== Segment start ==
use cv2::prelude::*;
use opencv as cv2;

use anyhow::{bail, Context as AnyhowContext, Result};
use ndarray as nd;
use rand::{Rng, SeedableRng};
use rand_xoshiro::Xoshiro256PlusPlus;
use rerun::{RecordingStream, RecordingStreamBuilder};

use crate::detector::CLASSES;
use crate::obstacle::Obstacle;
use crate::pipeline::Observation;

/// red channel value inside highlighted boxes, 255 * .3
const TINT: u8 = 76;
const LABEL_OFFSET: i32 = 15;

trait AsArray {
    fn try_as_array(&self) -> Result<nd::Array3<u8>>;
}

impl AsArray for cv2::core::Mat {
    fn try_as_array(&self) -> Result<nd::Array3<u8>> {
        let bytes = self.data_bytes()?;
        let size = self.size()?;
        let a = nd::ArrayView3::from_shape((size.height as usize, size.width as usize, 3), bytes)?;
        Ok(a.to_owned())
    }
}

/// Resize to `width` pixels wide, keeping the aspect ratio
pub fn resize_to_width(
    src: &cv2::core::Mat,
    dst: &mut cv2::core::Mat,
    width: i32,
) -> Result<()> {
    if src.empty() {
        bail!("cannot resize an empty frame");
    }
    let size = scaled_size(src.cols(), src.rows(), width);
    cv2::imgproc::resize(src, dst, size, 0., 0., cv2::imgproc::INTER_AREA)?;
    Ok(())
}

fn scaled_size(cols: i32, rows: i32, width: i32) -> cv2::core::Size {
    let ratio = width as f64 / cols as f64;
    cv2::core::Size::new(width, (rows as f64 * ratio) as i32)
}

/// One random color per class
pub fn class_colors(seed: u64) -> Vec<cv2::core::Scalar> {
    let mut rng = Xoshiro256PlusPlus::seed_from_u64(seed);
    (0..CLASSES.len())
        .map(|_| {
            cv2::core::Scalar::new(
                rng.gen_range(0.0..255.0),
                rng.gen_range(0.0..255.0),
                rng.gen_range(0.0..255.0),
                0.,
            )
        })
        .collect()
}

/// Text baseline above the box, or inside it when the box touches the top edge
pub fn label_y(start_y: i32) -> i32 {
    if start_y - LABEL_OFFSET > LABEL_OFFSET {
        start_y - LABEL_OFFSET
    } else {
        start_y + LABEL_OFFSET
    }
}

/// Set the red channel of a BGR frame inside the box
pub fn tint_region(
    frame: &mut cv2::core::Mat,
    start_x: i32,
    start_y: i32,
    end_x: i32,
    end_y: i32,
) -> Result<()> {
    let start_x = start_x.max(0);
    let start_y = start_y.max(0);
    let end_x = end_x.min(frame.cols());
    let end_y = end_y.min(frame.rows());
    if end_x <= start_x || end_y <= start_y {
        return Ok(());
    }
    let rect = cv2::core::Rect::new(start_x, start_y, end_x - start_x, end_y - start_y);
    // the roi header shares the frame's pixels
    let mut roi = cv2::core::Mat::roi(frame, rect)?;
    let red = cv2::core::Mat::new_rows_cols_with_default(
        rect.height,
        rect.width,
        cv2::core::CV_8UC1,
        cv2::core::Scalar::all(TINT as f64),
    )?;
    cv2::core::insert_channel(&red, &mut roi, 2)?;
    Ok(())
}

pub fn draw_observation(
    frame: &mut cv2::core::Mat,
    observation: &Observation,
    color: cv2::core::Scalar,
) -> Result<()> {
    let [start_x, start_y, end_x, end_y] = observation.rect;
    if observation.highlight {
        tint_region(frame, start_x, start_y, end_x, end_y)?;
    }

    cv2::imgproc::rectangle_points(
        frame,
        cv2::core::Point::new(start_x, start_y),
        cv2::core::Point::new(end_x, end_y),
        color,
        2,
        cv2::imgproc::LINE_8,
        0,
    )?;

    let label = format!(
        "{}: {:.2}%",
        observation.obstacle.label,
        observation.confidence * 100.
    );
    cv2::imgproc::put_text(
        frame,
        &label,
        cv2::core::Point::new(start_x, label_y(start_y)),
        cv2::imgproc::FONT_HERSHEY_SIMPLEX,
        0.5,
        color,
        2,
        cv2::imgproc::LINE_8,
        false,
    )?;

    let center = cv2::core::Point::new(observation.obstacle.center_x, observation.obstacle.center_y);
    cv2::imgproc::circle(frame, center, 5, color, -1, cv2::imgproc::LINE_8, 0)?;
    Ok(())
}

/// Status line with the obstacle currently tracked
pub fn draw_tracked(frame: &mut cv2::core::Mat, obstacle: &Obstacle) -> Result<()> {
    let text = if obstacle == &Obstacle::none() {
        "tracking: none".to_owned()
    } else {
        format!(
            "tracking: {} threat {:.2}",
            obstacle.label,
            obstacle.threat_level()
        )
    };
    cv2::imgproc::put_text(
        frame,
        &text,
        cv2::core::Point::new(10, 20),
        cv2::imgproc::FONT_HERSHEY_SIMPLEX,
        0.5,
        cv2::core::Scalar::new(255., 255., 255., 0.),
        1,
        cv2::imgproc::LINE_8,
        false,
    )?;
    Ok(())
}

/// Writes annotated frames and the threat level to a rerun recording
pub struct Recorder {
    stream: RecordingStream,
    rgb: cv2::core::Mat,
}

impl Recorder {
    pub fn new(path: &str) -> Result<Self> {
        let stream = RecordingStreamBuilder::new("threat_tracker")
            .save(path)
            .with_context(|| format!("cannot create recording {path}"))?;
        Ok(Self {
            stream,
            rgb: cv2::core::Mat::default(),
        })
    }

    pub fn log(&mut self, frame_number: u64, frame: &cv2::core::Mat, threat_level: f64) -> Result<()> {
        self.stream.set_time_sequence("frame", frame_number as i64);

        cv2::imgproc::cvt_color(frame, &mut self.rgb, cv2::imgproc::COLOR_BGR2RGB, 0)?;
        self.stream.log(
            "camera/annotated",
            &rerun::Image::try_from(self.rgb.try_as_array()?)?,
        )?;
        self.stream.log(
            "tracking/threat_level",
            &rerun::TimeSeriesScalar::new(threat_level),
        )?;
        Ok(())
    }
}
== Segment end ==
## WORK TASK:
If a line in the material above holds "bail", copy it.

## OUTPUT FOR THIS EXERCISE:
use anyhow::{bail, Context as AnyhowContext, Result};
        bail!("cannot resize an empty frame");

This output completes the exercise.